Dans un contexte national agité, notre système éducatif est mis à mal par nombre de nouvelles mesures imposées par l’Etat.

Peu soucieux de la dégradation du service public, le gouvernement fait le choix de ne pas renouveler un fonctionnaire sur deux. L’école, au sens large du terme, est la première affectée avec la suppression de 12 000 postes dès ce mois de septembre. 12 000 suppressions qui viennent s’ajouter aux 60 000 postes perdus depuis 2002, essentiellement dans le secondaire. Localement, même si le Lepap Maurice Clavel ne devrait pas souffrir de cette mesure cette année, le lycée Joliot Curie de Sète, fréquenté par une bonne centaine de jeunes frontignanais, est touché de plein fouet. Après avoir perdu 9 postes en septembre 2007, c’est 10 de plus dont l’établissement se passera cette fois. Ce plan d’austérité éducative va à l’évidence augmenter le nombre de classes surchargées, dégrader les conditions de travail des enseignants, réduire l’offre proposée aux lycéens dans les différentes filières et pousser encore plus vers la sortie du système scolaire les jeunes en difficulté. Alors qu’à Frontignan la Peyrade nous avons fait de l’éducation une priorité absolue, nous pensons que ce n’est pas de cela dont le monde a besoin, mais au contraire d’une jeunesse qui puisse bénéficier d’un enseignement de qualité, pour tous.
Malheureusement, cette mesure drastique n’est pas la seule et d’autres réformes adoptées dans l’été viennent porter de nouveaux coups à un système scolaire déjà affaibli. Volonté annoncée du Président Sarkozy, le service minimum d’accueil des élèves dans les écoles primaires en cas de grève des enseignants, étendu en cas d’absence imprévisible d’un enseignant, a été adopté en juillet. La loi l’impose désormais aux communes qui doivent en assurer l’organisation dès cette rentrée. Cette mesure nous inquiète. Car s’il est légitime de se préoccuper de la situation et de la disponibilité des familles, la réponse ne nous semble pas adaptée. La meilleure solution serait d’éviter la grève plutôt que de porter atteinte à ce droit des salariés, autrement dit d’ouvrir le dialogue social.

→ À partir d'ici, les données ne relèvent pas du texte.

use rand::seq::SliceRandom;

use crate::data::source::{Batch, DataSource};
use crate::error::{BoxError, Result, TrainError};
use crate::tensor::Tensor;

/// Samples held in memory and cut into `[batch, features]` tensors.
///
/// With shuffling enabled the sample order is re-drawn at the start of every
/// pass; the last batch may be smaller than `batch_size`.
pub struct InMemoryDataset {
    inputs: Vec<Vec<f64>>,
    labels: Vec<Vec<f64>>,
    batch_size: usize,
    shuffle: bool,
}

impl InMemoryDataset {
    pub fn new(inputs: Vec<Vec<f64>>, labels: Vec<Vec<f64>>, batch_size: usize) -> Result<InMemoryDataset> {
        if inputs.len() != labels.len() {
            return Err(TrainError::ShapeMismatch(format!(
                "{} input samples but {} labels",
                inputs.len(),
                labels.len()
            )));
        }
        if batch_size == 0 {
            return Err(TrainError::ShapeMismatch("batch_size must be at least 1".into()));
        }
        Ok(InMemoryDataset { inputs, labels, batch_size, shuffle: false })
    }

    pub fn with_shuffle(mut self, shuffle: bool) -> InMemoryDataset {
        self.shuffle = shuffle;
        self
    }

    pub fn num_samples(&self) -> usize {
        self.inputs.len()
    }

    fn gather(&self, indices: &[usize]) -> std::result::Result<Batch, BoxError> {
        let x = Tensor::from_rows(indices.iter().map(|&i| self.inputs[i].clone()).collect())?;
        let y = Tensor::from_rows(indices.iter().map(|&i| self.labels[i].clone()).collect())?;
        Ok((x.into(), y.into()))
    }
}

impl DataSource for InMemoryDataset {
    fn len(&self) -> usize {
        self.inputs.len().div_ceil(self.batch_size)
    }

    fn batches(&mut self) -> Box<dyn Iterator<Item = std::result::Result<Batch, BoxError>> + '_> {
        let mut order: Vec<usize> = (0..self.inputs.len()).collect();
        if self.shuffle {
            order.shuffle(&mut rand::thread_rng());
        }
        let this = &*self;
        let chunks: Vec<Vec<usize>> = order.chunks(self.batch_size).map(<[usize]>::to_vec).collect();
        Box::new(chunks.into_iter().map(move |idx| this.gather(&idx)))
    }
}
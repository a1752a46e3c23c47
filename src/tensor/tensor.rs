use serde::{Deserialize, Serialize};

use crate::error::{Result, TrainError};

/// Numeric type convention of a tensor.
///
/// Values are always stored as `f64`; `I64` marks integral data (class
/// indices and the like) whose values have been truncated toward zero.
#[derive(Debug, Clone, Copy, PartialEq, Eq, Default, Serialize, Deserialize)]
#[serde(rename_all = "snake_case")]
pub enum DType {
    #[default]
    F64,
    I64,
}

/// Where a tensor lives.
#[derive(Debug, Clone, Copy, PartialEq, Eq, Default, Serialize, Deserialize)]
#[serde(rename_all = "snake_case")]
pub enum Device {
    #[default]
    Cpu,
    Accelerator(usize),
}

/// A dense, row-major n-dimensional array.
///
/// The leading dimension is the batch dimension: `shape[0]` is the number of
/// samples a batch tensor carries.
#[derive(Debug, Clone, PartialEq, Serialize, Deserialize)]
pub struct Tensor {
    pub shape: Vec<usize>,
    pub data: Vec<f64>,
    #[serde(default)]
    pub dtype: DType,
    #[serde(skip)]
    pub device: Device,
    #[serde(skip)]
    pub requires_grad: bool,
}

impl Tensor {
    pub fn new(shape: Vec<usize>, data: Vec<f64>) -> Result<Tensor> {
        let expected: usize = shape.iter().product();
        if expected != data.len() {
            return Err(TrainError::ShapeMismatch(format!(
                "shape {:?} needs {} values, got {}",
                shape, expected, data.len()
            )));
        }
        Ok(Tensor {
            shape,
            data,
            dtype: DType::F64,
            device: Device::Cpu,
            requires_grad: false,
        })
    }

    pub fn zeros(shape: Vec<usize>) -> Tensor {
        let n = shape.iter().product();
        Tensor {
            shape,
            data: vec![0.0; n],
            dtype: DType::F64,
            device: Device::Cpu,
            requires_grad: false,
        }
    }

    pub fn scalar(value: f64) -> Tensor {
        Tensor {
            shape: Vec::new(),
            data: vec![value],
            dtype: DType::F64,
            device: Device::Cpu,
            requires_grad: false,
        }
    }

    /// Builds a `[rows, cols]` tensor from equally sized rows.
    pub fn from_rows(rows: Vec<Vec<f64>>) -> Result<Tensor> {
        let cols = rows.first().map(Vec::len).unwrap_or(0);
        if let Some(bad) = rows.iter().position(|r| r.len() != cols) {
            return Err(TrainError::ShapeMismatch(format!(
                "row {} has {} values, expected {}",
                bad, rows[bad].len(), cols
            )));
        }
        let shape = vec![rows.len(), cols];
        Tensor::new(shape, rows.into_iter().flatten().collect())
    }

    pub fn numel(&self) -> usize {
        self.data.len()
    }

    /// Number of samples along the leading dimension; a 0-d tensor counts as one.
    pub fn batch_size(&self) -> usize {
        self.shape.first().copied().unwrap_or(1)
    }

    /// Number of values per sample.
    pub fn row_len(&self) -> usize {
        match self.batch_size() {
            0 => 0,
            n => self.numel() / n,
        }
    }

    pub fn row(&self, i: usize) -> &[f64] {
        let w = self.row_len();
        &self.data[i * w..(i + 1) * w]
    }

    pub fn rows(&self) -> impl Iterator<Item = &[f64]> {
        let w = self.row_len().max(1);
        self.data.chunks(w)
    }

    pub fn map<F>(&self, f: F) -> Tensor
    where
        F: Fn(f64) -> f64,
    {
        Tensor {
            data: self.data.iter().map(|&x| f(x)).collect(),
            ..self.clone()
        }
    }

    /// Casts to `dtype`. Converting to `I64` truncates every value toward zero.
    pub fn to_dtype(mut self, dtype: DType) -> Tensor {
        if dtype == DType::I64 && self.dtype != DType::I64 {
            self.data.iter_mut().for_each(|x| *x = x.trunc());
        }
        self.dtype = dtype;
        self
    }

    pub fn to_device(mut self, device: Device) -> Tensor {
        self.device = device;
        self
    }

    pub fn with_requires_grad(mut self, requires_grad: bool) -> Tensor {
        self.requires_grad = requires_grad;
        self
    }
}

/// Either one tensor or an ordered list of tensors.
///
/// Models and data sources may hand back whichever is natural for them; the
/// training loop always works on the list form.
#[derive(Debug, Clone, PartialEq)]
pub enum Tensors {
    Single(Tensor),
    List(Vec<Tensor>),
}

impl Tensors {
    pub fn into_vec(self) -> Vec<Tensor> {
        match self {
            Tensors::Single(t) => vec![t],
            Tensors::List(ts) => ts,
        }
    }
}

impl From<Tensor> for Tensors {
    fn from(t: Tensor) -> Self {
        Tensors::Single(t)
    }
}

impl From<Vec<Tensor>> for Tensors {
    fn from(ts: Vec<Tensor>) -> Self {
        Tensors::List(ts)
    }
}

Nous estimons que cette mesure, qui n’est pas sans poser de sérieux problèmes pratiques, mais également financiers, aux communes, tend à terme à minimiser la mission première de l’école et à la transformer en garderie. Elle pose en outre le problème des personnels qui encadreront les élèves et la sécurité des enfants. A qui la Ville va s’adresser pour assurer ce dispositif lorsque enseignants et fonctionnaires territoriaux seront en grève ? Combien d’enfants pourront être accueillis ? Dans quelles conditions ? Est-ce vraiment aux mairies d’assurer un service de remplacement des personnels de l’Education Nationale ? Assurément, ce service de « garde » trompe les parents, néglige l’intérêt des enfants et accable les élus locaux.
Enfin, sans prendre position sur le fond, la mise en place de la semaine des 4 jours dans l’urgence, sans concertation et sans accompagnement, pèse également gravement sur les collectivités. Elle entraîne une réorganisation d’importance qui aurait mérité un peu plus d’attentions de la part de l’Etat. Mais là encore, nous avons été vigilants et avons su, avec le corps enseignant, le personnel communal et les parents, anticiper suffisamment pour tout mettre en place pour la rentrée.
Nous regrettons donc vivement toutes ces mesures qui ne vont pas dans le sens de l’intérêt général et encore moins de l’intérêt de l’enfant. Convaincus, pour l’avenir de nos jeunes, que nous devons faire, en matière d’éducation, un choix de société et non un choix comptable, nous continuerons, à Frontignan la Peyrade, d’agir dans ce sens.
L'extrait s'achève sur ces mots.